Truthful, when they stayed behind with something to say, I was thinking maybe April wanted to do something special for our going away, a dinner, an intimate get together, something along those lines. But instead, I felt like someone had kicked me in the stomach....life is so fucking unfair. I wanted to scream, cry, trow things, but instead I forced a smile.
But they weren't exactly happy. April has been talking with excitement for some time about her plans for herself after Akacia graduates high school in June. Even thinking that she may head up to Portland, following Jillian, Paddle and I, or maybe working, saving and taking a whole year off to do what ever. Chris, any time it's come up in all the time we've know him, has always professed his love of being childless. So this news, that they had created a real live human, was hitting them hard, and Jillian and I could see it on their faces.

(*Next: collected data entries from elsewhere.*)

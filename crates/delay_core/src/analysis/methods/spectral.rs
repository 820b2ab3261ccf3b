//! Short-time spectral features for the envelope correlators.
//!
//! Framing follows the librosa defaults used throughout: 2048-point Hann
//! windows every 512 samples, Slaney-normalized mel filters on the
//! `1127·ln(1 + f/700)` scale and an orthonormal DCT-II.

use std::f64::consts::PI;

use parking_lot::Mutex;
use rustfft::{num_complex::Complex, FftPlanner};

use super::confidence::sigmoid_peak_confidence;
use super::xcorr::{circular_correlation, Weighting};
use crate::analysis::peak_fit::argmax;

pub(crate) const N_FFT: usize = 2048;
pub(crate) const HOP_LENGTH: usize = 512;

/// What each STFT bin holds.
#[derive(Debug, Clone, Copy, PartialEq, Eq)]
pub(crate) enum Scale {
    Magnitude,
    Power,
}

/// Periodic Hann window.
pub(crate) fn hann_window(size: usize) -> Vec<f64> {
    (0..size)
        .map(|i| 0.5 * (1.0 - (2.0 * PI * i as f64 / size as f64).cos()))
        .collect()
}

/// STFT as `frames[frame][bin]` over the non-negative bins.
///
/// Returns no frames when the input is shorter than one window.
pub(crate) fn stft(
    planner: &Mutex<FftPlanner<f64>>,
    samples: &[f64],
    n_fft: usize,
    hop_length: usize,
    scale: Scale,
) -> Vec<Vec<f64>> {
    if samples.len() < n_fft || n_fft == 0 || hop_length == 0 {
        return Vec::new();
    }

    let window = hann_window(n_fft);
    let num_bins = n_fft / 2 + 1;
    let fft = planner.lock().plan_fft_forward(n_fft);

    (0..=samples.len() - n_fft)
        .step_by(hop_length)
        .map(|start| {
            let mut buffer: Vec<Complex<f64>> = samples[start..start + n_fft]
                .iter()
                .zip(window.iter())
                .map(|(&s, &w)| Complex::new(s * w, 0.0))
                .collect();
            fft.process(&mut buffer);

            buffer[..num_bins]
                .iter()
                .map(|c| match scale {
                    Scale::Magnitude => c.norm(),
                    Scale::Power => c.norm_sqr(),
                })
                .collect()
        })
        .collect()
}

pub(crate) fn hz_to_mel(hz: f64) -> f64 {
    1127.0 * (1.0 + hz / 700.0).ln()
}

pub(crate) fn mel_to_hz(mel: f64) -> f64 {
    700.0 * ((mel / 1127.0).exp() - 1.0)
}

/// Triangular mel filters spanning 0 Hz to Nyquist, shape `[n_mels][n_fft/2 + 1]`.
pub(crate) fn mel_filterbank(n_mels: usize, n_fft: usize, sample_rate: u32) -> Vec<Vec<f64>> {
    let n_bins = n_fft / 2 + 1;
    let mel_max = hz_to_mel(sample_rate as f64 / 2.0);

    let hz_points: Vec<f64> = (0..=n_mels + 1)
        .map(|i| mel_to_hz(mel_max * i as f64 / (n_mels + 1) as f64))
        .collect();
    let bin_points: Vec<f64> = hz_points
        .iter()
        .map(|&hz| hz * n_fft as f64 / sample_rate as f64)
        .collect();

    (0..n_mels)
        .map(|i| {
            let (start, center, end) = (bin_points[i], bin_points[i + 1], bin_points[i + 2]);
            let bandwidth = hz_points[i + 2] - hz_points[i];
            let norm = if bandwidth > 0.0 { 2.0 / bandwidth } else { 1.0 };

            (0..n_bins)
                .map(|j| {
                    let bin = j as f64;
                    let weight = if bin >= start && bin < center {
                        (bin - start) / (center - start)
                    } else if bin >= center && bin <= end && end > center {
                        (end - bin) / (end - center)
                    } else {
                        0.0
                    };
                    weight * norm
                })
                .collect()
        })
        .collect()
}

/// Project each spectrum frame onto the filterbank.
pub(crate) fn apply_filterbank(frames: &[Vec<f64>], filterbank: &[Vec<f64>]) -> Vec<Vec<f64>> {
    frames
        .iter()
        .map(|frame| {
            filterbank
                .iter()
                .map(|filter| frame.iter().zip(filter).map(|(s, f)| s * f).sum::<f64>())
                .collect()
        })
        .collect()
}

/// First `n_coeffs` orthonormal DCT-II coefficients.
pub(crate) fn dct_ortho(values: &[f64], n_coeffs: usize) -> Vec<f64> {
    let n = values.len();
    if n == 0 {
        return vec![0.0; n_coeffs];
    }
    let nf = n as f64;

    (0..n_coeffs)
        .map(|k| {
            let sum: f64 = values
                .iter()
                .enumerate()
                .map(|(i, &v)| v * (PI * k as f64 * (2.0 * i as f64 + 1.0) / (2.0 * nf)).cos())
                .sum();
            let norm = if k == 0 { (1.0 / nf).sqrt() } else { (2.0 / nf).sqrt() };
            sum * norm
        })
        .collect()
}

/// PHAT-correlate two frame envelopes.
///
/// Returns the target lag in frames (positive when late) and a sigmoid
/// confidence from the peak shape.
pub(crate) fn envelope_lag(
    planner: &Mutex<FftPlanner<f64>>,
    reference: &[f64],
    target: &[f64],
) -> (isize, f64) {
    if reference.is_empty() || target.is_empty() {
        return (0, 0.0);
    }

    let fft_len = (reference.len() + target.len() - 1).next_power_of_two();
    let correlation: Vec<f64> =
        circular_correlation(planner, reference, target, Weighting::Phat, fft_len)
            .into_iter()
            .map(f64::abs)
            .collect();

    let Some(peak_idx) = argmax(&correlation) else {
        return (0, 0.0);
    };
    let lag = if peak_idx > fft_len / 2 {
        peak_idx as isize - fft_len as isize
    } else {
        peak_idx as isize
    };

    (-lag, sigmoid_peak_confidence(&correlation, peak_idx))
}

/// Remove the mean, and scale to unit variance when the envelope varies.
pub(crate) fn zscore(values: &mut [f64]) {
    if values.is_empty() {
        return;
    }
    let n = values.len() as f64;
    let mean = values.iter().sum::<f64>() / n;
    let std = (values.iter().map(|x| (x - mean).powi(2)).sum::<f64>() / n).sqrt();
    let divisor = if std > 1e-10 { std } else { 1.0 };
    for v in values.iter_mut() {
        *v = (*v - mean) / divisor;
    }
}

#[cfg(test)]
mod tests {
    use super::*;

    #[test]
    fn frame_count_follows_hop() {
        let planner = Mutex::new(FftPlanner::new());
        let samples = vec![0.1; N_FFT + 3 * HOP_LENGTH + 7];
        let frames = stft(&planner, &samples, N_FFT, HOP_LENGTH, Scale::Power);
        assert_eq!(frames.len(), 4);
        assert_eq!(frames[0].len(), N_FFT / 2 + 1);

        assert!(stft(&planner, &samples[..N_FFT - 1], N_FFT, HOP_LENGTH, Scale::Power).is_empty());
    }

    #[test]
    fn mel_scale_round_trips() {
        for hz in [0.0, 440.0, 8000.0] {
            assert!((mel_to_hz(hz_to_mel(hz)) - hz).abs() < 1e-6);
        }
    }

    #[test]
    fn filterbank_shape_and_positivity() {
        let bank = mel_filterbank(40, N_FFT, 16000);
        assert_eq!(bank.len(), 40);
        assert!(bank.iter().all(|f| f.len() == N_FFT / 2 + 1));
        assert!(bank.iter().all(|f| f.iter().any(|&w| w > 0.0)));
        assert!(bank.iter().flatten().all(|&w| w >= 0.0));
    }

    #[test]
    fn dct_of_constant_is_dc_only() {
        let coeffs = dct_ortho(&[2.0; 8], 4);
        assert!((coeffs[0] - 2.0 * 8f64.sqrt()).abs() < 1e-9);
        assert!(coeffs[1..].iter().all(|c| c.abs() < 1e-9));
    }

    #[test]
    fn envelope_lag_detects_late_target() {
        let planner = Mutex::new(FftPlanner::new());
        let reference: Vec<f64> = crate::analysis::methods::test_signals::noise(64, 5)
            .into_iter()
            .map(f64::from)
            .collect();
        let mut target = vec![0.0; 3];
        target.extend_from_slice(&reference[..61]);

        let (lag, confidence) = envelope_lag(&planner, &reference, &target);
        assert_eq!(lag, 3);
        assert!((0.0..=100.0).contains(&confidence));
    }

    #[test]
    fn zscore_leaves_flat_input_at_zero() {
        let mut flat = vec![-100.0; 6];
        zscore(&mut flat);
        assert!(flat.iter().all(|v| *v == 0.0));
    }
}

I reached across the breakfast bar and took my friends hand, "what are you going to do?" I asked. They didn't know, they were still in shock...three options really, abortion, carry to term and raise a new child or carry to term and give up for adoption. What ever the decision, Chris is dedicated to standing by April's side and supporting in any way he can. Knowing my friend, I new abortion was probably the least likely option, and I just couldn't image that she could give her baby away, way too much hippy mama love in her, but I could also see that the thought of giving up her dream to start over again with a new baby was crushing her.
We sat outside, and talked. I could feel myself fighting any hint of a thought that she would be able to give up her baby, and preparing myself to embrace the joy that I knew would eventually from the hearts of both April and Chris. I asked her, forgetting for the moment that she knew Chris, prior to now, did not want a child....did she want this child? And how about her health, April hasn't been feeling all that great lately, how would that affect things? So many questions, and they really didn't know the answers or really know what they wanted to do.
I did let her that if they did decide on adoption and they considered anybody other than us, I'd 'punch her in the face'...can't believe I actually said that, but there is it. We talk some more and at one point I said for it to be my dream, she and Chris would do deep heart and soul searching and in the end, decide that they wanted to give the baby to Jillian and I...and we would be able to be excited expecting parents....with no guilt, heartache, or bad feelings. I told her that I couldn't allow my self to even think about that as an option, not yet. In the end, of course, I said that she had to do what was right for her and Chris and the baby....and I would support my friend, in any way that she needed.
They left...I collapse into tears in Jillian's arms....how could life be so fucking unfair!!